P-15 Peptide Enhanced Bone Graft in Transforaminal Lumbar Interbody Fusion: A Randomized, Controlled, Investigational Device Exemption Study Demonstrating Improved Composite Clinical Success

Abstract

Study design: Prospective, multicenter, single-blind, randomized, controlled pivotal study. Objective: To evaluate whether P-15L (PearlMatrix P-15 Peptide Enhanced Bone Graft) is noninferior in effectiveness to local autograft when applied in single-level instrumented transforaminal lumbar interbody fusion (TLIF). Summary of background data: P-15L, an FDA-designated Breakthrough Drug-Device, is a composite drug-device combination bone graft containing P-15, a 15-amino acid polypeptide, which enhances cell binding, proliferation, and differentiation, resulting in bone formation. Materials and methods: Skeletally mature patients, aged 22 to 80 years, with degenerative disc disease (DDD) were randomized 1:1 to P-15L (investigational) or to the local autograft (control) during single-level TLIF with a polyetheretherketone (PEEK) cage and supplemental pedicle screw fixation.
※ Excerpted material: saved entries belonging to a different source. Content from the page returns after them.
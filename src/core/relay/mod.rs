//! Duplex relay between a telephony media stream and a realtime speech AI.
//!
//! - [`codec`]: base64 G.711 audio envelope
//! - [`marks`]: playback acknowledgment queue
//! - [`interruption`]: barge-in state transition
//! - [`session`]: per-call pumps and shared state
//! - [`telephony`]: media-stream wire protocol and writer seam

pub mod codec;
pub mod interruption;
pub mod marks;
pub mod session;
pub mod telephony;

pub use codec::{AudioFrame, Direction};
pub use interruption::Interruption;
pub use marks::{
    DEFAULT_MAX_PENDING_MARKS, MarkOverflowPolicy, MarkPush, MarkTracker, RESPONSE_PART_MARK,
};
pub use session::{Leg, Playback, RelaySession, SessionState};
pub use telephony::{TelephonyIncoming, TelephonyOutgoing, TelephonyRoute, TelephonySender};

/// Per-call relay settings.
#[derive(Debug, Clone, Copy, PartialEq, Eq)]
pub struct RelayConfig {
    /// Bound on unacknowledged marks; `None` is unbounded
    pub max_pending_marks: Option<usize>,
    pub mark_overflow_policy: MarkOverflowPolicy,
}

impl Default for RelayConfig {
    fn default() -> Self {
        Self {
            max_pending_marks: Some(DEFAULT_MAX_PENDING_MARKS),
            mark_overflow_policy: MarkOverflowPolicy::default(),
        }
    }
}
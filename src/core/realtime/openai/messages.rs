//! OpenAI Realtime API WebSocket message types.
//!
//! Only the subset of the protocol the relay speaks is modelled here.
//!
//! Client events (sent to server):
//! - session.update - Configure voice, formats, VAD and instructions
//! - input_audio_buffer.append - Append caller audio
//! - conversation.item.create - Seed the conversation (greeting)
//! - conversation.item.truncate - Cut an assistant item at the played position
//! - response.create - Ask the assistant to speak
//!
//! Server events (received from server): audio deltas and VAD notifications
//! drive the relay, the rest are observed and logged. Unknown event types
//! deserialize to [`ServerEvent::Other`].

use serde::{Deserialize, Serialize};

use super::config::Modality;

/// Server event types that are logged with their payload when received.
pub const LOGGED_EVENT_TYPES: &[&str] = &[
    "error",
    "response.content.done",
    "rate_limits.updated",
    "response.done",
    "input_audio_buffer.committed",
    "input_audio_buffer.speech_stopped",
    "input_audio_buffer.speech_started",
    "session.created",
];

// =============================================================================
// Session Configuration
// =============================================================================

/// Session configuration for OpenAI Realtime API.
#[derive(Debug, Clone, PartialEq, Serialize, Deserialize)]
pub struct SessionConfig {
    /// Turn detection configuration
    #[serde(skip_serializing_if = "Option::is_none")]
    pub turn_detection: Option<TurnDetection>,

    /// Input audio format
    #[serde(skip_serializing_if = "Option::is_none")]
    pub input_audio_format: Option<String>,

    /// Output audio format
    #[serde(skip_serializing_if = "Option::is_none")]
    pub output_audio_format: Option<String>,

    /// Voice for audio output
    #[serde(skip_serializing_if = "Option::is_none")]
    pub voice: Option<String>,

    /// System instructions for the assistant
    #[serde(skip_serializing_if = "Option::is_none")]
    pub instructions: Option<String>,

    /// Response modalities (text, audio)
    #[serde(skip_serializing_if = "Option::is_none")]
    pub modalities: Option<Vec<Modality>>,

    /// Temperature for response generation
    #[serde(skip_serializing_if = "Option::is_none")]
    pub temperature: Option<f32>,
}

/// Turn detection configuration.
#[derive(Debug, Clone, PartialEq, Serialize, Deserialize)]
#[serde(tag = "type")]
pub enum TurnDetection {
    /// Server-side VAD
    #[serde(rename = "server_vad")]
    ServerVad {
        /// Activation threshold
        #[serde(skip_serializing_if = "Option::is_none")]
        threshold: Option<f32>,
        /// Audio prefix padding in ms
        #[serde(skip_serializing_if = "Option::is_none")]
        prefix_padding_ms: Option<u32>,
        /// Silence duration in ms
        #[serde(skip_serializing_if = "Option::is_none")]
        silence_duration_ms: Option<u32>,
    },
}

impl TurnDetection {
    /// Server VAD with the provider's default tuning.
    pub fn server_vad() -> Self {
        TurnDetection::ServerVad {
            threshold: None,
            prefix_padding_ms: None,
            silence_duration_ms: None,
        }
    }
}

// =============================================================================
// Conversation Items
// =============================================================================

/// Conversation item.
#[derive(Debug, Clone, PartialEq, Serialize, Deserialize)]
pub struct ConversationItem {
    /// Item ID
    #[serde(default, skip_serializing_if = "Option::is_none")]
    pub id: Option<String>,
    /// Item type
    #[serde(rename = "type")]
    pub item_type: String,
    /// Item role (user, assistant, system)
    #[serde(default, skip_serializing_if = "Option::is_none")]
    pub role: Option<String>,
    /// Content parts
    #[serde(default, skip_serializing_if = "Option::is_none")]
    pub content: Option<Vec<ContentPart>>,
}

impl ConversationItem {
    /// A user message carrying a single text part.
    pub fn user_text(text: impl Into<String>) -> Self {
        Self {
            id: None,
            item_type: "message".to_string(),
            role: Some("user".to_string()),
            content: Some(vec![ContentPart {
                content_type: "input_text".to_string(),
                text: Some(text.into()),
                transcript: None,
            }]),
        }
    }
}

/// Content part within a conversation item.
#[derive(Debug, Clone, PartialEq, Serialize, Deserialize)]
pub struct ContentPart {
    /// Content type (input_text, input_audio, text, audio)
    #[serde(rename = "type")]
    pub content_type: String,
    /// Text content
    #[serde(default, skip_serializing_if = "Option::is_none")]
    pub text: Option<String>,
    /// Transcript of audio content
    #[serde(default, skip_serializing_if = "Option::is_none")]
    pub transcript: Option<String>,
}

// =============================================================================
// Client Events (sent to server)
// =============================================================================

/// Client events sent to the OpenAI Realtime API.
#[derive(Debug, Clone, PartialEq, Serialize, Deserialize)]
#[serde(tag = "type")]
pub enum ClientEvent {
    /// Update session configuration
    #[serde(rename = "session.update")]
    SessionUpdate {
        /// Session configuration
        session: SessionConfig,
    },

    /// Append audio to input buffer
    #[serde(rename = "input_audio_buffer.append")]
    InputAudioBufferAppend {
        /// Base64-encoded audio data
        audio: String,
    },

    /// Create a conversation item
    #[serde(rename = "conversation.item.create")]
    ConversationItemCreate {
        /// Item to create
        item: ConversationItem,
    },

    /// Truncate a conversation item
    #[serde(rename = "conversation.item.truncate")]
    ConversationItemTruncate {
        /// Item ID
        item_id: String,
        /// Content index
        content_index: u32,
        /// Audio end in ms
        audio_end_ms: u64,
    },

    /// Create a response
    #[serde(rename = "response.create")]
    ResponseCreate,
}

impl ClientEvent {
    /// Wire name of the event, for logging.
    pub fn event_type(&self) -> &'static str {
        match self {
            ClientEvent::SessionUpdate { .. } => "session.update",
            ClientEvent::InputAudioBufferAppend { .. } => "input_audio_buffer.append",
            ClientEvent::ConversationItemCreate { .. } => "conversation.item.create",
            ClientEvent::ConversationItemTruncate { .. } => "conversation.item.truncate",
            ClientEvent::ResponseCreate => "response.create",
        }
    }
}

// =============================================================================
// Server Events (received from server)
// =============================================================================

/// Server events received from the OpenAI Realtime API.
///
/// Fields the relay does not act on are optional so that a provider adding or
/// dropping them never turns a usable event into a parse failure.
#[derive(Debug, Clone, PartialEq, Deserialize)]
#[serde(tag = "type")]
pub enum ServerEvent {
    /// Error occurred
    #[serde(rename = "error")]
    Error {
        /// Error details
        error: ApiError,
    },

    /// Session created
    #[serde(rename = "session.created")]
    SessionCreated {
        #[serde(default)]
        session: serde_json::Value,
    },

    /// Session updated
    #[serde(rename = "session.updated")]
    SessionUpdated {
        #[serde(default)]
        session: serde_json::Value,
    },

    /// Speech started (VAD detected speech)
    #[serde(rename = "input_audio_buffer.speech_started")]
    SpeechStarted {
        /// Audio start timestamp in ms
        #[serde(default)]
        audio_start_ms: Option<u64>,
        /// Item ID
        #[serde(default)]
        item_id: Option<String>,
    },

    /// Speech stopped (VAD detected silence)
    #[serde(rename = "input_audio_buffer.speech_stopped")]
    SpeechStopped {
        /// Audio end timestamp in ms
        #[serde(default)]
        audio_end_ms: Option<u64>,
        /// Item ID
        #[serde(default)]
        item_id: Option<String>,
    },

    /// Audio buffer committed
    #[serde(rename = "input_audio_buffer.committed")]
    InputAudioBufferCommitted {
        #[serde(default)]
        item_id: Option<String>,
    },

    /// Conversation item created
    #[serde(rename = "conversation.item.created")]
    ConversationItemCreated {
        #[serde(default)]
        item: Option<ConversationItem>,
    },

    /// Response created
    #[serde(rename = "response.created")]
    ResponseCreated {
        #[serde(default)]
        response: serde_json::Value,
    },

    /// Response done
    #[serde(rename = "response.done")]
    ResponseDone {
        #[serde(default)]
        response: serde_json::Value,
    },

    /// Audio delta (audio data chunk)
    #[serde(rename = "response.audio.delta")]
    AudioDelta {
        /// Base64-encoded audio delta
        delta: String,
        /// Item ID
        #[serde(default)]
        item_id: Option<String>,
        /// Response ID
        #[serde(default)]
        response_id: Option<String>,
    },

    /// Audio done
    #[serde(rename = "response.audio.done")]
    AudioDone {
        #[serde(default)]
        item_id: Option<String>,
    },

    /// Rate limits updated
    #[serde(rename = "rate_limits.updated")]
    RateLimitsUpdated {
        #[serde(default)]
        rate_limits: Vec<RateLimit>,
    },

    /// Any event type the relay does not model.
    #[serde(other)]
    Other,
}

// =============================================================================
// Supporting Types
// =============================================================================

/// API error information.
#[derive(Debug, Clone, PartialEq, Deserialize, Serialize)]
pub struct ApiError {
    /// Error type
    #[serde(rename = "type", default)]
    pub error_type: String,
    /// Error code
    #[serde(default, skip_serializing_if = "Option::is_none")]
    pub code: Option<String>,
    /// Error message
    #[serde(default)]
    pub message: String,
    /// Event ID that caused the error
    #[serde(default, skip_serializing_if = "Option::is_none")]
    pub event_id: Option<String>,
}

/// Rate limit information.
#[derive(Debug, Clone, PartialEq, Deserialize)]
pub struct RateLimit {
    /// Rate limit name
    pub name: String,
    /// Limit value
    pub limit: u64,
    /// Remaining value
    pub remaining: u64,
    /// Reset timestamp
    pub reset_seconds: f64,
}

// =============================================================================
// Tests
// =============================================================================
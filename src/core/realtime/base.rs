//! Base traits and types for the realtime speech AI leg.
//!
//! The relay only needs to push client events at the AI endpoint and know
//! whether that connection is still alive; inbound events are consumed as a
//! stream of raw text frames by the relay session.

use async_trait::async_trait;
use serde::{Deserialize, Serialize};
use thiserror::Error;

use super::openai::ClientEvent;

// =============================================================================
// Error Types
// =============================================================================

/// Errors that can occur during realtime operations.
#[derive(Debug, Error)]
pub enum RealtimeError {
    /// Connection to the provider failed
    #[error("Connection failed: {0}")]
    ConnectionFailed(String),

    /// Authentication failed
    #[error("Authentication failed: {0}")]
    AuthenticationFailed(String),

    /// Invalid configuration
    #[error("Invalid configuration: {0}")]
    InvalidConfiguration(String),

    /// WebSocket error
    #[error("WebSocket error: {0}")]
    WebSocketError(String),

    /// Serialization error
    #[error("Serialization error: {0}")]
    SerializationError(String),

    /// Operation timeout
    #[error("Operation timed out: {0}")]
    Timeout(String),

    /// Not connected
    #[error("Not connected")]
    NotConnected,
}

/// Result type for realtime operations.
pub type RealtimeResult<T> = Result<T, RealtimeError>;

// =============================================================================
// Configuration Types
// =============================================================================

/// Default connect timeout for the AI endpoint handshake.
pub const DEFAULT_CONNECT_TIMEOUT_SECONDS: u64 = 10;

/// Default sampling temperature.
pub const DEFAULT_TEMPERATURE: f32 = 0.8;

/// Default system instructions for the assistant.
pub const DEFAULT_INSTRUCTIONS: &str = "You are a helpful and bubbly AI assistant who loves to \
chat about anything the user is interested in and is prepared to offer them facts. Always stay \
positive, but work in a joke when appropriate.";

/// Default prompt used when the assistant speaks first.
pub const DEFAULT_GREETING_PROMPT: &str =
    "Greet the user with \"Hello there! How can I help you today?\"";

/// Per-call configuration for the AI endpoint connection.
///
/// Built once from the server configuration and handed to every session.
#[derive(Debug, Clone, Serialize, Deserialize)]
pub struct RealtimeConfig {
    /// API key for authentication
    pub api_key: String,

    /// Model to use (e.g., "gpt-4o-realtime-preview-2024-10-01")
    pub model: String,

    /// Voice for audio output
    pub voice: String,

    /// System instructions for the assistant
    pub instructions: String,

    /// Temperature for response generation
    pub temperature: f32,

    /// Audio format on both directions of the AI leg
    pub audio_format: String,

    /// Whether the assistant speaks before the caller does
    pub greet_first: bool,

    /// Prompt sent as the first user item when `greet_first` is set
    pub greeting_prompt: String,

    /// Handshake timeout
    pub connect_timeout_seconds: u64,

    /// Endpoint override; `None` uses the provider's public endpoint
    #[serde(default)]
    pub endpoint_url: Option<String>,
}

impl Default for RealtimeConfig {
    fn default() -> Self {
        Self {
            api_key: String::new(),
            model: "gpt-4o-realtime-preview-2024-10-01".to_string(),
            voice: "alloy".to_string(),
            instructions: DEFAULT_INSTRUCTIONS.to_string(),
            temperature: DEFAULT_TEMPERATURE,
            audio_format: "g711_ulaw".to_string(),
            greet_first: false,
            greeting_prompt: DEFAULT_GREETING_PROMPT.to_string(),
            connect_timeout_seconds: DEFAULT_CONNECT_TIMEOUT_SECONDS,
            endpoint_url: None,
        }
    }
}

// =============================================================================
// Connection Trait
// =============================================================================

/// Write side of a connection to a realtime speech AI endpoint.
///
/// Implementations must be cheap to share between the two relay pumps.
#[async_trait]
pub trait RealtimeSender: Send + Sync {
    /// Whether the connection is still usable. Checked before every send.
    fn is_open(&self) -> bool;

    /// Queue a client event for delivery.
    async fn send(&self, event: ClientEvent) -> RealtimeResult<()>;

    /// Close the connection. Idempotent.
    async fn close(&self);
}
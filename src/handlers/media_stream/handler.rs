//! Media-stream WebSocket handler

use axum::{
    extract::{
        State,
        ws::{Message, WebSocket, WebSocketUpgrade},
    },
    response::Response,
};
use futures::{SinkExt, Stream, StreamExt, future, stream::SplitStream};
use std::sync::Arc;
use tokio::sync::mpsc;
use tracing::{debug, error, info, warn};

use crate::core::realtime::OpenAIRealtimeLink;
use crate::core::relay::{RelaySession, TelephonyRoute, TelephonySender};
use crate::state::AppState;

/// Outbound frames buffered for the telephony writer
const CHANNEL_BUFFER_SIZE: usize = 1024;

/// Maximum WebSocket frame size (1 MB)
const MAX_WS_FRAME_SIZE: usize = 1024 * 1024;

/// Maximum WebSocket message size (1 MB)
const MAX_WS_MESSAGE_SIZE: usize = 1024 * 1024;

/// Upgrade a telephony media-stream request to a WebSocket.
pub async fn media_stream_handler(
    ws: WebSocketUpgrade,
    State(state): State<Arc<AppState>>,
) -> Response {
    info!("Media stream WebSocket upgrade requested");

    ws.max_frame_size(MAX_WS_FRAME_SIZE)
        .max_message_size(MAX_WS_MESSAGE_SIZE)
        .on_upgrade(move |socket| handle_media_stream(socket, state))
}

async fn handle_media_stream(socket: WebSocket, app_state: Arc<AppState>) {
    let call_id = app_state.register_call();
    info!(
        call_id = %call_id,
        active_calls = app_state.active_calls(),
        "Telephony client connected"
    );

    let (mut sender, receiver) = socket.split();
    let (route_tx, mut route_rx) = mpsc::channel::<TelephonyRoute>(CHANNEL_BUFFER_SIZE);

    // Sender task for outgoing frames
    let sender_task = tokio::spawn(async move {
        while let Some(route) = route_rx.recv().await {
            let result = match route {
                TelephonyRoute::Outgoing(message) => match serde_json::to_string(&message) {
                    Ok(json_str) => sender.send(Message::Text(json_str.into())).await,
                    Err(e) => {
                        error!("Failed to serialize telephony message: {}", e);
                        continue;
                    }
                },
                TelephonyRoute::Close => {
                    debug!("Closing telephony WebSocket connection");
                    let _ = sender.send(Message::Close(None)).await;
                    break;
                }
            };

            if let Err(e) = result {
                warn!("Failed to send telephony message: {}", e);
                break;
            }
        }
    });

    let realtime_connection = match app_state.config.realtime_config().await {
        Ok(config) => OpenAIRealtimeLink::connect(&config)
            .await
            .map_err(|e| e.to_string()),
        Err(e) => Err(e),
    };

    match realtime_connection {
        Ok((link, events)) => {
            let session = RelaySession::new(
                &app_state.config.relay_config(),
                Arc::new(link),
                Arc::new(route_tx),
            );

            if let Err(e) = session.run(telephony_text_frames(receiver), events).await {
                debug!(call_id = %call_id, error = %e, "Relay session ended with error");
            }

            info!(
                call_id = %call_id,
                stream_sid = ?session.snapshot().stream_sid,
                "Call finished"
            );
        }
        Err(e) => {
            error!(call_id = %call_id, error = %e, "Failed to connect to realtime endpoint");
            TelephonySender::close(&route_tx).await;
        }
    }

    if let Err(e) = sender_task.await {
        warn!("Telephony sender task failed: {}", e);
    }

    if let Some(call) = app_state.unregister_call(&call_id) {
        info!(
            call_id = %call_id,
            duration_ms = call.connected_at.elapsed().as_millis() as u64,
            active_calls = app_state.active_calls(),
            "Telephony client disconnected"
        );
    }
}

/// Text frames from the telephony socket until it closes or errors.
fn telephony_text_frames(
    receiver: SplitStream<WebSocket>,
) -> impl Stream<Item = String> + Send {
    receiver
        .take_while(|msg| {
            let keep = match msg {
                Ok(Message::Close(_)) => {
                    info!("Telephony client closed the media stream");
                    false
                }
                Ok(_) => true,
                Err(e) => {
                    warn!("Telephony WebSocket error: {}", e);
                    false
                }
            };
            future::ready(keep)
        })
        .filter_map(|msg| {
            future::ready(match msg {
                Ok(Message::Text(text)) => Some(text.as_str().to_owned()),
                Ok(Message::Binary(data)) => {
                    debug!("Ignoring binary telephony frame: {} bytes", data.len());
                    None
                }
                _ => None,
            })
        })
}
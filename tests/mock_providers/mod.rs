//! Mock provider servers for end-to-end relay tests
//!
//! - WebSocket realtime speech endpoint (OpenAI Realtime wire format)

// Not every test binary uses every helper
#![allow(dead_code)]

pub mod websocket_mock;

pub use websocket_mock::{RealtimeMockServer, RealtimeMockState};
//! LLM error types.

use thiserror::Error;

/// Errors that can occur while talking to a model backend.
#[derive(Debug, Error)]
pub enum LlmError {
    /// HTTP request failed.
    #[error("LLM request failed: {0}")]
    RequestFailed(String),

    /// The backend answered with a non-success status.
    #[error("LLM backend returned HTTP {status}: {body}")]
    Http {
        /// HTTP status code.
        status: u16,
        /// Response body, truncated.
        body: String,
    },

    /// The response could not be interpreted.
    #[error("Failed to parse LLM response: {0}")]
    ParseError(String),

    /// A tool call did not match its declaration.
    #[error("Invalid arguments for tool '{tool}': {reason}")]
    InvalidToolCall {
        /// Tool name.
        tool: String,
        /// What was wrong.
        reason: String,
    },

    /// Request timed out.
    #[error("LLM request timed out after {0}ms")]
    Timeout(u64),

    /// No backend is reachable or configured.
    #[error("LLM provider unavailable: {0}")]
    Unavailable(String),

    /// Configuration error.
    #[error("LLM configuration error: {0}")]
    ConfigError(String),
}

impl From<reqwest::Error> for LlmError {
    fn from(err: reqwest::Error) -> Self {
        if err.is_timeout() {
            LlmError::Timeout(0)
        } else if err.is_connect() {
            LlmError::Unavailable(err.to_string())
        } else if err.is_decode() {
            LlmError::ParseError(err.to_string())
        } else {
            LlmError::RequestFailed(err.to_string())
        }
    }
}
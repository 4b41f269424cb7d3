//! Background task that ticks the mood clock.

use std::sync::Arc;
use std::sync::atomic::{AtomicU64, Ordering};
use std::time::Duration;

use chrono::{DateTime, Utc};
use chrono_tz::Tz;
use persona_core::PersonaConfig;
use persona_core::mood::{MoodClock, MoodState};
use tokio::sync::Notify;
use tokio::task::JoinHandle;
use tokio::time::MissedTickBehavior;
use tracing::{debug, info, warn};

use crate::error::Result;
use crate::state::SharedCharacter;

type ClockSource = Arc<dyn Fn() -> DateTime<Utc> + Send + Sync>;

/// Counters updated by a running driver.
#[derive(Debug, Default)]
pub struct DriverStats {
    ticks: AtomicU64,
    changes: AtomicU64,
}

impl DriverStats {
    /// Ticks evaluated so far.
    #[must_use]
    pub fn ticks(&self) -> u64 {
        self.ticks.load(Ordering::Relaxed)
    }

    /// Ticks that committed a new mood.
    #[must_use]
    pub fn changes(&self) -> u64 {
        self.changes.load(Ordering::Relaxed)
    }
}

/// Drives [`MoodClock`] for one character at a fixed period.
pub struct MoodClockDriver {
    character: SharedCharacter,
    clock: MoodClock,
    tz: Tz,
    period: Duration,
    now: ClockSource,
    stats: Arc<DriverStats>,
}

impl MoodClockDriver {
    /// Build a driver from configuration. Reads the wall clock by default.
    ///
    /// # Errors
    /// Returns an error if the configured time zone is unknown.
    pub fn new(character: SharedCharacter, config: &PersonaConfig) -> Result<Self> {
        Ok(Self {
            character,
            clock: MoodClock::new(&config.mood),
            tz: config.general.timezone()?,
            period: Duration::from_secs(config.mood.tick_interval_secs.max(1)),
            now: Arc::new(Utc::now),
            stats: Arc::new(DriverStats::default()),
        })
    }

    /// Replace the wall clock, e.g. with a fixed instant in tests.
    #[must_use]
    pub fn with_clock_source(
        mut self,
        now: impl Fn() -> DateTime<Utc> + Send + Sync + 'static,
    ) -> Self {
        self.now = Arc::new(now);
        self
    }

    /// Counters shared with the running task.
    #[must_use]
    pub fn stats(&self) -> Arc<DriverStats> {
        Arc::clone(&self.stats)
    }

    /// Evaluate one tick immediately.
    pub fn tick_once(&self) -> Option<MoodState> {
        self.stats.ticks.fetch_add(1, Ordering::Relaxed);
        let committed = self.character.tick_mood(&self.clock, self.tz, (self.now)());
        if let Some(mood) = &committed {
            self.stats.changes.fetch_add(1, Ordering::Relaxed);
            debug!(mood = %mood.current, energy = mood.energy_level, "Mood tick committed");
        }
        committed
    }

    /// Run on the current tokio runtime until [`DriverHandle::stop`].
    ///
    /// The first tick fires immediately; missed ticks are skipped.
    #[must_use]
    pub fn spawn(self) -> DriverHandle {
        let shutdown = Arc::new(Notify::new());
        let stats = self.stats();
        let signal = Arc::clone(&shutdown);
        info!(period_secs = self.period.as_secs(), tz = %self.tz, "Mood clock driver started");

        let task = tokio::spawn(async move {
            let mut interval = tokio::time::interval(self.period);
            interval.set_missed_tick_behavior(MissedTickBehavior::Skip);
            loop {
                tokio::select! {
                    _ = interval.tick() => {
                        self.tick_once();
                    }
                    () = signal.notified() => break,
                }
            }
            info!(
                ticks = self.stats.ticks(),
                changes = self.stats.changes(),
                "Mood clock driver stopped"
            );
        });

        DriverHandle {
            shutdown,
            task,
            stats,
        }
    }
}

/// Handle to a spawned [`MoodClockDriver`].
#[derive(Debug)]
pub struct DriverHandle {
    shutdown: Arc<Notify>,
    task: JoinHandle<()>,
    stats: Arc<DriverStats>,
}

impl DriverHandle {
    /// Counters of the running driver.
    #[must_use]
    pub fn stats(&self) -> Arc<DriverStats> {
        Arc::clone(&self.stats)
    }

    /// Stop the driver and wait for its task to finish.
    pub async fn stop(self) {
        self.shutdown.notify_one();
        if let Err(e) = self.task.await {
            warn!(error = %e, "Mood clock driver task failed");
        }
    }
}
The primary outcome was composite clinical success (CCS) at 24 months, defined as: no index level secondary surgical procedures; achievement of fusion; ≥15-point improvement in Oswestry low back pain disability questionnaire (ODI) from baseline; no new or worsening persistent neurological deficit relative to baseline; and no device-related serious adverse events (SAEs). Results: A total of 290 patients were enrolled at 33 sites: 141 (48.6%) received P-15L, and 149 (51.3%) received local autograft. P-15L was noninferior ( P <0.0001) and superior ( P =0.002) to autograft with respect to CCS, with 55.5% of the investigational group achieving composite clinical success compared with 37.5% of the control group. P-15L had a 25.8% higher fusion rate as compared with autograft for the CCS at 24 months (84.3% vs. 58.5%, respectively). Device-related SAE rates were similar in both groups. Conclusion: P-15L was superior to local autograft in achieving clinical success at 24 months. Furthermore, P-15L produced a significantly higher fusion rate as compared with autograft. No meaningful clinical differences were found in the incidence of device-related SAEs. P-15L appears to be a safe and effective option for TLIF.